* **WHAT THE TASK REQUIRES**
The records below need to be restated word for word.

* **Dataset entries**
>>>>>

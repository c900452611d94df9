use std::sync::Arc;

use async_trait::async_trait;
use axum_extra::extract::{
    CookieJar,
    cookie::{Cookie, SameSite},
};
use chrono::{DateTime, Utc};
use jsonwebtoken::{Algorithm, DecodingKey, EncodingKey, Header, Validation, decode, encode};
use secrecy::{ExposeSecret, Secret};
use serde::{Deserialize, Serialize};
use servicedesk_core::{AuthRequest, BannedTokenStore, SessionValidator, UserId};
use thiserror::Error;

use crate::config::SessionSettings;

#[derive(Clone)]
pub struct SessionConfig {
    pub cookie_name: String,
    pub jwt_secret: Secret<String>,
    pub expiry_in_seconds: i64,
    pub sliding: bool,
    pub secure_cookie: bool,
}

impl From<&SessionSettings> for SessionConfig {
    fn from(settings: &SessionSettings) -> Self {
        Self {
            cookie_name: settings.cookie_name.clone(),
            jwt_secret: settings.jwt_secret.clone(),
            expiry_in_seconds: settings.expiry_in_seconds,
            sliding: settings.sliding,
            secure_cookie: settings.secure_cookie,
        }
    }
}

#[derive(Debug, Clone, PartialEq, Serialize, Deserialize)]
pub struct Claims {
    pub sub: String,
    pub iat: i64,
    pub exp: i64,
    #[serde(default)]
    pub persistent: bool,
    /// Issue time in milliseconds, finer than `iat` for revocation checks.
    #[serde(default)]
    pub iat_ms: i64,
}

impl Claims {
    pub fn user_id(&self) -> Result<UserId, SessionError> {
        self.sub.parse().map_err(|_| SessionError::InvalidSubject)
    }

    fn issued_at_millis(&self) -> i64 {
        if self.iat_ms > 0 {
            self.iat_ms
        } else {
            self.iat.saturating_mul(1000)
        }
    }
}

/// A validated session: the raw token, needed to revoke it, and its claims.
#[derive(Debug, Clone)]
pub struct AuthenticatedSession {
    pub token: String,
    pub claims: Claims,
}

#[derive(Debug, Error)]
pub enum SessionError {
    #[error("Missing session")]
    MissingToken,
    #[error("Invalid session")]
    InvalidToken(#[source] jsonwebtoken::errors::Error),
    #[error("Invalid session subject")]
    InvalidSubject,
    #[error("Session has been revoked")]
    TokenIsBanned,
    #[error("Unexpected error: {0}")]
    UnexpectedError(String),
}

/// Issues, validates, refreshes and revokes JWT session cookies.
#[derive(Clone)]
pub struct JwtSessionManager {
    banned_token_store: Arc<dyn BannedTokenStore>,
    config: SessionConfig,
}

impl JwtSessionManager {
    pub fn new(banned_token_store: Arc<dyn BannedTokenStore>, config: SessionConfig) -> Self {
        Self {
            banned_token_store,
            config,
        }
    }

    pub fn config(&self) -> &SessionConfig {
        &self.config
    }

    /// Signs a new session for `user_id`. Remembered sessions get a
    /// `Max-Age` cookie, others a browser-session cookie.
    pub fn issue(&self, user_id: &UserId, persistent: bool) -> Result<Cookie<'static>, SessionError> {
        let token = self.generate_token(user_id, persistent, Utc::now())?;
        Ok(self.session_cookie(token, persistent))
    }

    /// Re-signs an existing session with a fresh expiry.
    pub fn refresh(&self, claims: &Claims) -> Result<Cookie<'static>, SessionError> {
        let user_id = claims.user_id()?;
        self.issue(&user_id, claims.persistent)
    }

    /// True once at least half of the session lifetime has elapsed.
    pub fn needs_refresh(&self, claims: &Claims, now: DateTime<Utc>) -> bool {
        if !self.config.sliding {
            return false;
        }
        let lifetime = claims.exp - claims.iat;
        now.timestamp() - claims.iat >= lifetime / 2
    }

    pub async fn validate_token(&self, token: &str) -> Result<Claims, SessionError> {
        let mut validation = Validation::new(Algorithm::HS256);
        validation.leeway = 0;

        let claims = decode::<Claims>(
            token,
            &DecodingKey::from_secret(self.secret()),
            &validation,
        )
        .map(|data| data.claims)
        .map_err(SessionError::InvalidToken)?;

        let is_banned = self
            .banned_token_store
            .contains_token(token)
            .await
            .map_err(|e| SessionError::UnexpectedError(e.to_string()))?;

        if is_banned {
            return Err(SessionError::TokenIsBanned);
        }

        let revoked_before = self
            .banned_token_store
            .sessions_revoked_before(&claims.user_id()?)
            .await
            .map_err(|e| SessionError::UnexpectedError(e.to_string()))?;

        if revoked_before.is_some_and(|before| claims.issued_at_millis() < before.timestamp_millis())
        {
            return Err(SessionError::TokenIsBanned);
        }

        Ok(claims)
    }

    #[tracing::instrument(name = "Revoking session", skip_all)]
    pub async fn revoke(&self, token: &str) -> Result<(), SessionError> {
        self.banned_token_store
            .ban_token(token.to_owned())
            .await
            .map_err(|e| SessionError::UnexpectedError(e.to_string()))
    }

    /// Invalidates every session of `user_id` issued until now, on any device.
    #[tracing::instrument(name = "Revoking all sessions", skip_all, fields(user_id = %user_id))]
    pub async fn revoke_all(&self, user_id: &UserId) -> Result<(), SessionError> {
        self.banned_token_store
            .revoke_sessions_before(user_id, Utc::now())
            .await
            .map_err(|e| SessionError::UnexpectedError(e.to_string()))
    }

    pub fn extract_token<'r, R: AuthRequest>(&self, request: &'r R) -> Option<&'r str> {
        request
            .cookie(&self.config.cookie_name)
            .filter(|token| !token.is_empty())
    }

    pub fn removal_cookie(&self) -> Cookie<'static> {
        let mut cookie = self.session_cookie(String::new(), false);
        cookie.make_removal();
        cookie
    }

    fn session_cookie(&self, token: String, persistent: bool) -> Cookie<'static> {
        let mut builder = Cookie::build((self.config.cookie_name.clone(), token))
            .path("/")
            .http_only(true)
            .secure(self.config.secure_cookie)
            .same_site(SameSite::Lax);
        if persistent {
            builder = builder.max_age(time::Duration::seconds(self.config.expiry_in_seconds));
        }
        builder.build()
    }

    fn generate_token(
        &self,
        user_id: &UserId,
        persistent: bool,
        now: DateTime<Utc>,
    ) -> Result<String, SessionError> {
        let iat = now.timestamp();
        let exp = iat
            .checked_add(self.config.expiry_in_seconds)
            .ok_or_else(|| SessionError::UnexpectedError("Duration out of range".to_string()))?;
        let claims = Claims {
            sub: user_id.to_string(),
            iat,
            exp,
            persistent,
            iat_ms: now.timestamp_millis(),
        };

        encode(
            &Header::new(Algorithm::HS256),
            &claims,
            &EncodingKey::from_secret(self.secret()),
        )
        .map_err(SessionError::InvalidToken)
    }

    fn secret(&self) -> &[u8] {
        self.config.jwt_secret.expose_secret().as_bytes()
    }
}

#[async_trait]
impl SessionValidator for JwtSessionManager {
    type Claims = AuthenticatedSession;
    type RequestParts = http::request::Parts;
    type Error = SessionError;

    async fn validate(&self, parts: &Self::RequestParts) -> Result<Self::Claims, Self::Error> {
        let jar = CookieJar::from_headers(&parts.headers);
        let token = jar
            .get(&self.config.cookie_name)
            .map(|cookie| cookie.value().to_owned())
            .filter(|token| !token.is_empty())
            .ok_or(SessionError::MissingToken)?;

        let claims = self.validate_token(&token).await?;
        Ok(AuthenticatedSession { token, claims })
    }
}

<<<<<

* **SOLUTION TO THIS PROBLEM**
repository c900452611d94df9
use std::sync::Arc;

use async_trait::async_trait;
use axum_extra::extract::{
    CookieJar,
    cookie::{Cookie, SameSite},
};
use chrono::{DateTime, Utc};
use jsonwebtoken::{Algorithm, DecodingKey, EncodingKey, Header, Validation, decode, encode};
use secrecy::{ExposeSecret, Secret};
use serde::{Deserialize, Serialize};
use servicedesk_core::{AuthRequest, BannedTokenStore, SessionValidator, UserId};
use thiserror::Error;

use crate::config::SessionSettings;

#[derive(Clone)]
pub struct SessionConfig {
    pub cookie_name: String,
    pub jwt_secret: Secret<String>,
    pub expiry_in_seconds: i64,
    pub sliding: bool,
    pub secure_cookie: bool,
}

impl From<&SessionSettings> for SessionConfig {
    fn from(settings: &SessionSettings) -> Self {
        Self {
            cookie_name: settings.cookie_name.clone(),
            jwt_secret: settings.jwt_secret.clone(),
            expiry_in_seconds: settings.expiry_in_seconds,
            sliding: settings.sliding,
            secure_cookie: settings.secure_cookie,
        }
    }
}

#[derive(Debug, Clone, PartialEq, Serialize, Deserialize)]
pub struct Claims {
    pub sub: String,
    pub iat: i64,
    pub exp: i64,
    #[serde(default)]
    pub persistent: bool,
    /// Issue time in milliseconds, finer than `iat` for revocation checks.
    #[serde(default)]
    pub iat_ms: i64,
}

impl Claims {
    pub fn user_id(&self) -> Result<UserId, SessionError> {
        self.sub.parse().map_err(|_| SessionError::InvalidSubject)
    }

    fn issued_at_millis(&self) -> i64 {
        if self.iat_ms > 0 {
            self.iat_ms
        } else {
            self.iat.saturating_mul(1000)
        }
    }
}

/// A validated session: the raw token, needed to revoke it, and its claims.
#[derive(Debug, Clone)]
pub struct AuthenticatedSession {
    pub token: String,
    pub claims: Claims,
}

#[derive(Debug, Error)]
pub enum SessionError {
    #[error("Missing session")]
    MissingToken,
    #[error("Invalid session")]
    InvalidToken(#[source] jsonwebtoken::errors::Error),
    #[error("Invalid session subject")]
    InvalidSubject,
    #[error("Session has been revoked")]
    TokenIsBanned,
    #[error("Unexpected error: {0}")]
    UnexpectedError(String),
}

/// Issues, validates, refreshes and revokes JWT session cookies.
#[derive(Clone)]
pub struct JwtSessionManager {
    banned_token_store: Arc<dyn BannedTokenStore>,
    config: SessionConfig,
}

impl JwtSessionManager {
    pub fn new(banned_token_store: Arc<dyn BannedTokenStore>, config: SessionConfig) -> Self {
        Self {
            banned_token_store,
            config,
        }
    }

    pub fn config(&self) -> &SessionConfig {
        &self.config
    }

    /// Signs a new session for `user_id`. Remembered sessions get a
    /// `Max-Age` cookie, others a browser-session cookie.
    pub fn issue(&self, user_id: &UserId, persistent: bool) -> Result<Cookie<'static>, SessionError> {
        let token = self.generate_token(user_id, persistent, Utc::now())?;
        Ok(self.session_cookie(token, persistent))
    }

    /// Re-signs an existing session with a fresh expiry.
    pub fn refresh(&self, claims: &Claims) -> Result<Cookie<'static>, SessionError> {
        let user_id = claims.user_id()?;
        self.issue(&user_id, claims.persistent)
    }

    /// True once at least half of the session lifetime has elapsed.
    pub fn needs_refresh(&self, claims: &Claims, now: DateTime<Utc>) -> bool {
        if !self.config.sliding {
            return false;
        }
        let lifetime = claims.exp - claims.iat;
        now.timestamp() - claims.iat >= lifetime / 2
    }

    pub async fn validate_token(&self, token: &str) -> Result<Claims, SessionError> {
        let mut validation = Validation::new(Algorithm::HS256);
        validation.leeway = 0;

        let claims = decode::<Claims>(
            token,
            &DecodingKey::from_secret(self.secret()),
            &validation,
        )
        .map(|data| data.claims)
        .map_err(SessionError::InvalidToken)?;

        let is_banned = self
            .banned_token_store
            .contains_token(token)
            .await
            .map_err(|e| SessionError::UnexpectedError(e.to_string()))?;

        if is_banned {
            return Err(SessionError::TokenIsBanned);
        }

        let revoked_before = self
            .banned_token_store
            .sessions_revoked_before(&claims.user_id()?)
            .await
            .map_err(|e| SessionError::UnexpectedError(e.to_string()))?;

        if revoked_before.is_some_and(|before| claims.issued_at_millis() < before.timestamp_millis())
        {
            return Err(SessionError::TokenIsBanned);
        }

        Ok(claims)
    }

    #[tracing::instrument(name = "Revoking session", skip_all)]
    pub async fn revoke(&self, token: &str) -> Result<(), SessionError> {
        self.banned_token_store
            .ban_token(token.to_owned())
            .await
            .map_err(|e| SessionError::UnexpectedError(e.to_string()))
    }

    /// Invalidates every session of `user_id` issued until now, on any device.
    #[tracing::instrument(name = "Revoking all sessions", skip_all, fields(user_id = %user_id))]
    pub async fn revoke_all(&self, user_id: &UserId) -> Result<(), SessionError> {
        self.banned_token_store
            .revoke_sessions_before(user_id, Utc::now())
            .await
            .map_err(|e| SessionError::UnexpectedError(e.to_string()))
    }

    pub fn extract_token<'r, R: AuthRequest>(&self, request: &'r R) -> Option<&'r str> {
        request
            .cookie(&self.config.cookie_name)
            .filter(|token| !token.is_empty())
    }

    pub fn removal_cookie(&self) -> Cookie<'static> {
        let mut cookie = self.session_cookie(String::new(), false);
        cookie.make_removal();
        cookie
    }

    fn session_cookie(&self, token: String, persistent: bool) -> Cookie<'static> {
        let mut builder = Cookie::build((self.config.cookie_name.clone(), token))
            .path("/")
            .http_only(true)
            .secure(self.config.secure_cookie)
            .same_site(SameSite::Lax);
        if persistent {
            builder = builder.max_age(time::Duration::seconds(self.config.expiry_in_seconds));
        }
        builder.build()
    }

    fn generate_token(
        &self,
        user_id: &UserId,
        persistent: bool,
        now: DateTime<Utc>,
    ) -> Result<String, SessionError> {
        let iat = now.timestamp();
        let exp = iat
            .checked_add(self.config.expiry_in_seconds)
            .ok_or_else(|| SessionError::UnexpectedError("Duration out of range".to_string()))?;
        let claims = Claims {
            sub: user_id.to_string(),
            iat,
            exp,
            persistent,
            iat_ms: now.timestamp_millis(),
        };

        encode(
            &Header::new(Algorithm::HS256),
            &claims,
            &EncodingKey::from_secret(self.secret()),
        )
        .map_err(SessionError::InvalidToken)
    }

    fn secret(&self) -> &[u8] {
        self.config.jwt_secret.expose_secret().as_bytes()
    }
}

#[async_trait]
impl SessionValidator for JwtSessionManager {
    type Claims = AuthenticatedSession;
    type RequestParts = http::request::Parts;
    type Error = SessionError;

    async fn validate(&self, parts: &Self::RequestParts) -> Result<Self::Claims, Self::Error> {
        let jar = CookieJar::from_headers(&parts.headers);
        let token = jar
            .get(&self.config.cookie_name)
            .map(|cookie| cookie.value().to_owned())
            .filter(|token| !token.is_empty())
            .ok_or(SessionError::MissingToken)?;

        let claims = self.validate_token(&token).await?;
        Ok(AuthenticatedSession { token, claims })
    }
}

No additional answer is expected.